Dans la maison

De François Ozon (Fr, 1h45) avec Fabrice Luchini, Kristin Scott-Thomas, Emmanuelle Seigner…

Germain Germain (bonjour Nabokov !) est un prof de français désespéré par la nullité de ses élèves. Alors qu’il lit leurs médiocres rédactions à sa femme qui, elle, tient une galerie d’art contemporain sur le thème sexe et pouvoir (bonjour Sade !), l’une d’entre elles sort du lot. L’élève y raconte son envie de s’introduire dans la maison d’un de ses camarades pour s’approcher de cette vie bourgeoise, avec une mère archétypale des «femmes de la classe moyenne» (bonjour Flaubert !).

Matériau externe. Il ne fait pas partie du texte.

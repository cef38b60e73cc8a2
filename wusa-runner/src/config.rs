//! Wusa configuration
//!
//! Defines where wusa keeps its state, which container runtime it drives and
//! which GitHub endpoints it talks to.

use std::path::PathBuf;

use wusa_client::GITHUB_API_URL;
use wusa_client::auth::{GITHUB_LOGIN_URL, WUSA_CLIENT_ID};

use crate::error::{Error, Result};

/// Application name, used for the default base directory
pub const APP_NAME: &str = "wusa";

/// Registry file name inside the base directory
pub const RUNNER_FILE: &str = "runners.json";

/// Image the scaffold container is started from
pub const DEFAULT_BASE_IMAGE: &str = "wusarunner/base-linux:latest";

/// Container runtime binary
pub const DEFAULT_RUNTIME: &str = "docker";

/// Wusa configuration
#[derive(Debug, Clone)]
pub struct Config {
    /// Directory holding the registry file and the access token
    pub base_dir: PathBuf,

    /// Container runtime CLI (`docker` or a compatible one such as `podman`)
    pub runtime: String,

    /// Image with the runner agent preinstalled
    pub base_image: String,

    /// Base URL of the GitHub REST API
    pub github_api_url: String,

    /// Base URL of the GitHub host
    ///
    /// Used for the login endpoints and as the `--url` runners register
    /// against. Set it together with `github_api_url` for GitHub Enterprise.
    pub github_url: String,

    /// OAuth app client ID used by the device flow
    pub client_id: String,
}

impl Config {
    /// Creates a new configuration with defaults rooted at `base_dir`
    pub fn new(base_dir: PathBuf) -> Self {
        Self {
            base_dir,
            runtime: DEFAULT_RUNTIME.to_string(),
            base_image: DEFAULT_BASE_IMAGE.to_string(),
            github_api_url: GITHUB_API_URL.to_string(),
            github_url: GITHUB_LOGIN_URL.to_string(),
            client_id: WUSA_CLIENT_ID.to_string(),
        }
    }

    /// Creates configuration from environment variables
    ///
    /// Every variable is optional:
    /// - WUSA_BASE_DIR (default: `<config dir>/wusa`)
    /// - WUSA_CONTAINER_RUNTIME (default: docker)
    /// - WUSA_BASE_IMAGE (default: wusarunner/base-linux:latest)
    /// - WUSA_GITHUB_API_URL (default: https://api.github.com)
    /// - WUSA_GITHUB_URL (default: https://github.com)
    /// - WUSA_CLIENT_ID (default: the wusa OAuth app)
    pub fn from_env() -> Self {
        let var = |name: &str| std::env::var(name).ok().filter(|value| !value.is_empty());
        let defaults = Self::default();

        Self {
            base_dir: var("WUSA_BASE_DIR")
                .map(PathBuf::from)
                .unwrap_or(defaults.base_dir),
            runtime: var("WUSA_CONTAINER_RUNTIME").unwrap_or(defaults.runtime),
            base_image: var("WUSA_BASE_IMAGE").unwrap_or(defaults.base_image),
            github_api_url: var("WUSA_GITHUB_API_URL").unwrap_or(defaults.github_api_url),
            github_url: var("WUSA_GITHUB_URL").unwrap_or(defaults.github_url),
            client_id: var("WUSA_CLIENT_ID").unwrap_or(defaults.client_id),
        }
    }

    /// Path of the registry file
    pub fn runner_file(&self) -> PathBuf {
        self.base_dir.join(RUNNER_FILE)
    }

    /// Path of the access token file
    pub fn token_file(&self) -> PathBuf {
        self.base_dir.join(wusa_client::token::ACCESS_TOKEN_FILE)
    }

    /// Validates the configuration
    pub fn validate(&self) -> Result<()> {
        if self.base_dir.as_os_str().is_empty() {
            return Err(Error::InvalidConfig("base_dir cannot be empty".to_string()));
        }

        if self.runtime.trim().is_empty() {
            return Err(Error::InvalidConfig("runtime cannot be empty".to_string()));
        }

        if self.base_image.trim().is_empty() {
            return Err(Error::InvalidConfig(
                "base_image cannot be empty".to_string(),
            ));
        }

        for (name, url) in [
            ("github_api_url", &self.github_api_url),
            ("github_url", &self.github_url),
        ] {
            if !url.starts_with("http://") && !url.starts_with("https://") {
                return Err(Error::InvalidConfig(format!(
                    "{} must start with http:// or https://",
                    name
                )));
            }
        }

        if self.client_id.is_empty() {
            return Err(Error::InvalidConfig(
                "client_id cannot be empty".to_string(),
            ));
        }

        Ok(())
    }

    /// Creates the base directory if it does not exist yet
    pub fn ensure_base_dir(&self) -> std::io::Result<()> {
        std::fs::create_dir_all(&self.base_dir)
    }
}

impl Default for Config {
    fn default() -> Self {
        let base_dir = dirs::config_dir()
            .unwrap_or_else(|| PathBuf::from(".config"))
            .join(APP_NAME);
        Self::new(base_dir)
    }
}

#[cfg(test)]
mod tests {
    use super::*;

    #[test]
    fn test_default_config() {
        let config = Config::default();
        assert_eq!(config.runtime, "docker");
        assert_eq!(config.base_image, "wusarunner/base-linux:latest");
        assert_eq!(config.github_api_url, "https://api.github.com");
        assert!(config.base_dir.ends_with("wusa"));
        assert!(config.validate().is_ok());
    }

    #[test]
    fn test_config_paths() {
        let config = Config::new(PathBuf::from("/tmp/wusa-test"));
        assert_eq!(config.runner_file(), PathBuf::from("/tmp/wusa-test/runners.json"));
        assert_eq!(config.token_file(), PathBuf::from("/tmp/wusa-test/.access_token"));
    }

    #[test]
    fn test_config_validation() {
        let mut config = Config::new(PathBuf::from("/tmp/wusa-test"));

        // Valid config should pass
        assert!(config.validate().is_ok());

        // Empty runtime should fail
        config.runtime = String::new();
        assert!(config.validate().is_err());

        config.runtime = "podman".to_string();

        // Invalid URL should fail
        config.github_api_url = "not-a-url".to_string();
        assert!(config.validate().is_err());

        config.github_api_url = "https://ghe.example.com/api/v3".to_string();
        assert!(config.validate().is_ok());
    }
}
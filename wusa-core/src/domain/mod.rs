//! Core domain types
//!
//! The runner record is shared between the registry (for persistence), the
//! lifecycle engine (for container naming) and the CLI (for display).

pub mod runner;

Germain pense qu’il y a là un talent à canaliser, sans savoir qu’il met le doigt dans un dispositif dangereux : celui qui brouille la frontière entre la réalité et la fiction, mais aussi celui de François Ozon, qui déroule ici une mécanique ludique où l’on ne sait jamais si ce que l’on nous raconte est le fruit d’une narration objective, si celle-ci a été influencée par les conseils de Germain ou encore si elle n’est que le reflet de l’imagination de son élève. Le voyeurisme littéraire de l’un rencontre le voyeurisme réel de l’autre, et tout le monde finit par vivre son fantasme (d’auteur frustré, d’adolescent orphelin, de femme délaissée) par procuration. Ozon s’amuse manifestement — et on s’amuse avec lui ­— dans ce labyrinthe bourré de fausses pistes (la satire réac’ du début, le côté Théorème du gamin qui révèle sexuellement la famille entière) ; mais il semble aussi vouloir répondre aux critiques généralement portées contre son cinéma. Le problème, c’est que Dans la maison, au lieu de les désamorcer, les renforce : ici, les personnages sont des pions qu’Ozon manipule autant qu’ils se manipulent entre eux, sans grande empathie, mais avec beaucoup de ricanements et quelques clins d’œil au spectateur cultivé. Les derniers coups de théâtre donnent ainsi la sensation d’un film qui essore son programme jusqu’à la dernière goutte, plus Mocky que Chabrol, plaisant mais un peu vain.